'''

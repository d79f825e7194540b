//! Command implementations.

pub mod health;
pub mod profile;
pub mod run;
pub mod template;

pub use self::health::execute_health;
pub use self::profile::execute_profile;
pub use self::run::{execute_run, run_pipeline, RunOutcome};
pub use self::template::execute_template;

use crate::config::Config;
use crate::error::Result;
use tabula_sdk::ExtractionClient;
use tabula_workflow::{Orchestrator, WorkflowSession};

/// Build an orchestrator for the configured service and session options.
pub fn connect(config: &Config) -> Result<Orchestrator<ExtractionClient>> {
    let client = ExtractionClient::with_timeout(&config.service_url()?, config.request_timeout())?;
    Ok(Orchestrator::with_session(
        client,
        WorkflowSession::with_options(config.session_options()),
    ))
}
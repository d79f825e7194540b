//! Error taxonomy for workflow operations.

use tabula_domain::{PreconditionError, ValidationError, ValidationErrors};
use tabula_sdk::SdkError;
use thiserror::Error;

/// Why an operation did not complete
///
/// No variant is fatal: every failure leaves the session interactive and
/// the operation can be re-initiated.
#[derive(Debug, Clone, PartialEq, Error)]
pub enum WorkflowError {
    /// Rejected locally before any network call
    #[error("{0}")]
    Validation(#[from] ValidationErrors),

    /// Invoked out of the allowed step order
    #[error("{0}")]
    Precondition(#[from] PreconditionError),

    /// Network unreachable or malformed response
    #[error("{0}")]
    Transport(String),

    /// Well-formed error response from the service
    #[error("{0}")]
    Service(String),
}

impl WorkflowError {
    /// Locally detected (validation or precondition) rather than remote
    pub fn is_local(&self) -> bool {
        matches!(
            self,
            WorkflowError::Validation(_) | WorkflowError::Precondition(_)
        )
    }
}

impl From<ValidationError> for WorkflowError {
    fn from(error: ValidationError) -> Self {
        WorkflowError::Validation(error.into())
    }
}

impl From<SdkError> for WorkflowError {
    fn from(error: SdkError) -> Self {
        match error {
            SdkError::Service { message, .. } => WorkflowError::Service(message),
            other => WorkflowError::Transport(other.to_string()),
        }
    }
}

'''

| The task |
Set down the listing above in full, please, exactly as it appears.

| Task output |
repository d79f825e7194540b
//! Command implementations.

pub mod health;
pub mod profile;
pub mod run;
pub mod template;

pub use self::health::execute_health;
pub use self::profile::execute_profile;
pub use self::run::{execute_run, run_pipeline, RunOutcome};
pub use self::template::execute_template;

use crate::config::Config;
use crate::error::Result;
use tabula_sdk::ExtractionClient;
use tabula_workflow::{Orchestrator, WorkflowSession};

/// Build an orchestrator for the configured service and session options.
pub fn connect(config: &Config) -> Result<Orchestrator<ExtractionClient>> {
    let client = ExtractionClient::with_timeout(&config.service_url()?, config.request_timeout())?;
    Ok(Orchestrator::with_session(
        client,
        WorkflowSession::with_options(config.session_options()),
    ))
}
repository d79f825e7194540b
//! Error taxonomy for workflow operations.

use tabula_domain::{PreconditionError, ValidationError, ValidationErrors};
use tabula_sdk::SdkError;
use thiserror::Error;

/// Why an operation did not complete
///
/// No variant is fatal: every failure leaves the session interactive and
/// the operation can be re-initiated.
#[derive(Debug, Clone, PartialEq, Error)]
pub enum WorkflowError {
    /// Rejected locally before any network call
    #[error("{0}")]
    Validation(#[from] ValidationErrors),

    /// Invoked out of the allowed step order
    #[error("{0}")]
    Precondition(#[from] PreconditionError),

    /// Network unreachable or malformed response
    #[error("{0}")]
    Transport(String),

    /// Well-formed error response from the service
    #[error("{0}")]
    Service(String),
}

impl WorkflowError {
    /// Locally detected (validation or precondition) rather than remote
    pub fn is_local(&self) -> bool {
        matches!(
            self,
            WorkflowError::Validation(_) | WorkflowError::Precondition(_)
        )
    }
}

impl From<ValidationError> for WorkflowError {
    fn from(error: ValidationError) -> Self {
        WorkflowError::Validation(error.into())
    }
}

impl From<SdkError> for WorkflowError {
    fn from(error: SdkError) -> Self {
        match error {
            SdkError::Service { message, .. } => WorkflowError::Service(message),
            other => WorkflowError::Transport(other.to_string()),
        }
    }
}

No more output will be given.